=== Supplied information ===
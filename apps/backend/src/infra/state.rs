use crate::config::db::DbProfile;
use crate::error::AppError;
use crate::infra::db::bootstrap_db;
use crate::state::app_state::AppState;

/// Builder for creating AppState instances (used in both tests and main)
pub struct StateBuilder {
    db_profile: Option<DbProfile>,
}

impl StateBuilder {
    pub fn new() -> Self {
        Self { db_profile: None }
    }

    pub fn with_db(mut self, profile: DbProfile) -> Self {
        self.db_profile = Some(profile);
        self
    }

    pub async fn build(self) -> Result<AppState, AppError> {
        let profile = self
            .db_profile
            .ok_or_else(|| AppError::config("StateBuilder requires a database profile".into()))?;
        // single entrypoint: build + migrate
        let conn = bootstrap_db(profile).await?;
        Ok(AppState::new(conn))
    }
}

impl Default for StateBuilder {
    fn default() -> Self {
        Self::new()
    }
}

pub fn build_state() -> StateBuilder {
    StateBuilder::new()
}
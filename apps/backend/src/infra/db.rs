//! Database connection and bootstrap.

use std::time::Duration;

use migration::{migrate, MigrationCommand};
use sea_orm::{ConnectOptions, Database, DatabaseConnection};
use tracing::{info, warn};

use crate::config::db::{db_url, DbProfile};
use crate::error::AppError;

const CONNECT_ATTEMPTS: u32 = 5;
const CONNECT_INTERVAL_MS: u64 = 500;

/// Connect to the database at `url`.
///
/// SQLite in-memory pools are pinned to a single connection: every pooled
/// connection would otherwise get its own private empty database.
pub async fn connect_db(url: &str) -> Result<DatabaseConnection, AppError> {
    let mut opt = ConnectOptions::new(url);
    opt.acquire_timeout(Duration::from_secs(5)).sqlx_logging(false);

    if url.starts_with("sqlite::memory:") {
        opt.min_connections(1).max_connections(1);
    } else {
        opt.max_connections(10);
    }

    let is_postgres = url.starts_with("postgres");
    let mut last_error = None;

    for attempt in 1..=CONNECT_ATTEMPTS {
        match Database::connect(opt.clone()).await {
            Ok(conn) => {
                if attempt > 1 {
                    info!(attempt, "database connection established after retry");
                }
                return Ok(conn);
            }
            Err(e) => {
                last_error = Some(e);
                // Only a remote database is worth waiting for; an in-process
                // SQLite failure will not heal with time.
                if !is_postgres || attempt == CONNECT_ATTEMPTS {
                    break;
                }
                warn!(
                    attempt,
                    max_attempts = CONNECT_ATTEMPTS,
                    "database connection failed, retrying"
                );
                tokio::time::sleep(Duration::from_millis(CONNECT_INTERVAL_MS)).await;
            }
        }
    }

    Err(AppError::db_unavailable(format!(
        "failed to connect to database: {}",
        last_error.map(|e| e.to_string()).unwrap_or_default()
    )))
}

/// Single entrypoint used by `main` and tests: build the URL for the
/// profile, connect, and bring the schema up to date.
pub async fn bootstrap_db(profile: DbProfile) -> Result<DatabaseConnection, AppError> {
    let url = db_url(profile)?;
    let conn = connect_db(&url).await?;
    migrate(&conn, MigrationCommand::Up)
        .await
        .map_err(|e| AppError::db(format!("migration failed: {e}")))?;
    Ok(conn)
}
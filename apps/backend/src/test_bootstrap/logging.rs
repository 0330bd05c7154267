use tracing_subscriber::EnvFilter;

/// Initialize logging once for unit tests. Safe to call repeatedly.
pub fn init() {
    let _ = tracing_subscriber::fmt()
        .with_env_filter(EnvFilter::try_from_default_env().unwrap_or_else(|_| EnvFilter::new("warn")))
        .with_test_writer()
        .try_init();
}
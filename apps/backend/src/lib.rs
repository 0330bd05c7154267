#![deny(clippy::wildcard_imports)]
#![cfg_attr(test, allow(clippy::wildcard_imports))]

pub mod adapters;
pub mod config;
pub mod db;
pub mod entities;
pub mod error;
pub mod errors;
pub mod extractors;
pub mod infra;
pub mod logging;
pub mod middleware;
pub mod repos;
pub mod routes;
pub mod services;
pub mod state;
pub mod trace_ctx;

#[cfg(test)]
pub mod test_bootstrap;

// Re-exports for public API
pub use config::db::DbProfile;
pub use error::AppError;
pub use extractors::auth_token::AuthToken;
pub use infra::db::connect_db;
pub use infra::state::build_state;
pub use middleware::cors::cors_middleware;
pub use middleware::request_trace::RequestTrace;
pub use state::app_state::AppState;

// Auto-initialize logging for unit tests
#[cfg(test)]
#[ctor::ctor]
fn init_test_logging() {
    test_bootstrap::logging::init();
}
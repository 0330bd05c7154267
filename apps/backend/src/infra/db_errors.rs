//! SeaORM -> DomainError translation helpers.
//!
//! Adapters surface raw `sea_orm::DbErr`; this module converts them into
//! `crate::errors::domain::DomainError`, and higher layers then map
//! `DomainError` to `AppError` via `From`.

use tracing::{error, warn};

use crate::errors::domain::{ConflictKind, DomainError, InfraErrorKind, NotFoundKind};
use crate::logging::pii::Redacted;
use crate::trace_ctx;

fn mentions_sqlstate(msg: &str, code: &str) -> bool {
    msg.contains(code) || msg.contains(&format!("SQLSTATE({code})"))
}

/// Extract table.column from SQLite "UNIQUE constraint failed: table.column"
/// error messages.
fn extract_sqlite_table_column(error_msg: &str) -> Option<&str> {
    if let Some(prefix) = error_msg.find("UNIQUE constraint failed: ") {
        let rest = &error_msg[prefix + "UNIQUE constraint failed: ".len()..];
        return rest.split_whitespace().next();
    }
    None
}

fn unique_conflict_for(table_column: &str) -> Option<(ConflictKind, &'static str)> {
    match table_column {
        "users.token" => Some((ConflictKind::UniqueToken, "Bearer token already issued")),
        "room_members.room_id" | "room_members.user_id" => Some((
            ConflictKind::Other("DuplicateMembership".into()),
            "User is already a member of this room",
        )),
        _ => None,
    }
}

/// Map PostgreSQL constraint names to domain-specific conflict errors.
fn map_postgres_constraint_to_conflict(error_msg: &str) -> Option<(ConflictKind, &'static str)> {
    if error_msg.contains("users_token_key") {
        return Some((ConflictKind::UniqueToken, "Bearer token already issued"));
    }
    if error_msg.contains("uq_room_members_room_user") {
        return Some((
            ConflictKind::Other("DuplicateMembership".into()),
            "User is already a member of this room",
        ));
    }
    None
}

/// Translate a `DbErr` into a `DomainError` with sanitized, token-safe detail.
pub fn map_db_err(e: sea_orm::DbErr) -> DomainError {
    let error_msg = e.to_string();
    let trace_id = trace_ctx::trace_id();

    match &e {
        sea_orm::DbErr::RecordNotFound(_) => {
            return DomainError::not_found(NotFoundKind::Other("Record".into()), "Record not found");
        }
        sea_orm::DbErr::Custom(msg) if msg.starts_with("ROOM_NOT_FOUND:") => {
            if let Some(room_id) = msg
                .strip_prefix("ROOM_NOT_FOUND:")
                .and_then(|s| s.parse::<i64>().ok())
            {
                warn!(trace_id = %trace_id, room_id, "Room not found");
                return DomainError::not_found(
                    NotFoundKind::Room,
                    format!("Room {room_id} not found"),
                );
            }
            return DomainError::not_found(NotFoundKind::Room, "Room not found");
        }
        sea_orm::DbErr::Custom(msg) if msg.starts_with("OPTIMISTIC_LOCK:") => {
            #[derive(serde::Deserialize)]
            struct LockInfo {
                expected: i32,
                actual: i32,
            }

            if let Some(info) = msg
                .strip_prefix("OPTIMISTIC_LOCK:")
                .and_then(|json| serde_json::from_str::<LockInfo>(json).ok())
            {
                warn!(
                    trace_id = %trace_id,
                    expected = info.expected,
                    actual = info.actual,
                    "Optimistic lock conflict detected"
                );
                return DomainError::conflict(
                    ConflictKind::OptimisticLock,
                    format!(
                        "Room was modified concurrently (expected version {}, actual version {})",
                        info.expected, info.actual
                    ),
                );
            }

            warn!(trace_id = %trace_id, "Optimistic lock conflict detected (version info unavailable)");
            return DomainError::conflict(
                ConflictKind::OptimisticLock,
                "Room was modified by another transaction; please retry",
            );
        }
        sea_orm::DbErr::ConnectionAcquire(_) | sea_orm::DbErr::Conn(_) => {
            warn!(trace_id = %trace_id, raw_error = %Redacted(&error_msg), "Database unavailable");
            return DomainError::infra(InfraErrorKind::DbUnavailable, "Database unavailable");
        }
        _ => {}
    }

    if mentions_sqlstate(&error_msg, "23505")
        || error_msg.contains("duplicate key value violates unique constraint")
        || error_msg.contains("UNIQUE constraint failed")
    {
        warn!(trace_id = %trace_id, raw_error = %Redacted(&error_msg), "Unique constraint violation");

        if let Some(table_column) = extract_sqlite_table_column(&error_msg) {
            if let Some((kind, detail)) = unique_conflict_for(table_column) {
                return DomainError::conflict(kind, detail);
            }
        }
        if let Some((kind, detail)) = map_postgres_constraint_to_conflict(&error_msg) {
            return DomainError::conflict(kind, detail);
        }

        return DomainError::conflict(
            ConflictKind::Other("Unique".into()),
            "Unique constraint violation",
        );
    }

    if mentions_sqlstate(&error_msg, "23503") || error_msg.contains("FOREIGN KEY constraint failed")
    {
        warn!(trace_id = %trace_id, raw_error = %Redacted(&error_msg), "Foreign key constraint violation");
        return DomainError::validation("Foreign key constraint violation");
    }

    if error_msg.contains("timeout") || error_msg.contains("pool") {
        warn!(trace_id = %trace_id, raw_error = %Redacted(&error_msg), "Database timeout or pool issue");
        return DomainError::infra(InfraErrorKind::Timeout, "Database timeout");
    }

    error!(trace_id = %trace_id, raw_error = %Redacted(&error_msg), "Unhandled database error");
    DomainError::infra(
        InfraErrorKind::Other("DbErr".into()),
        "Database operation failed",
    )
}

=== The task ===
Say how many lines in the data hold the string "detected". No other content should accompany the number.

=== Result of this task ===
2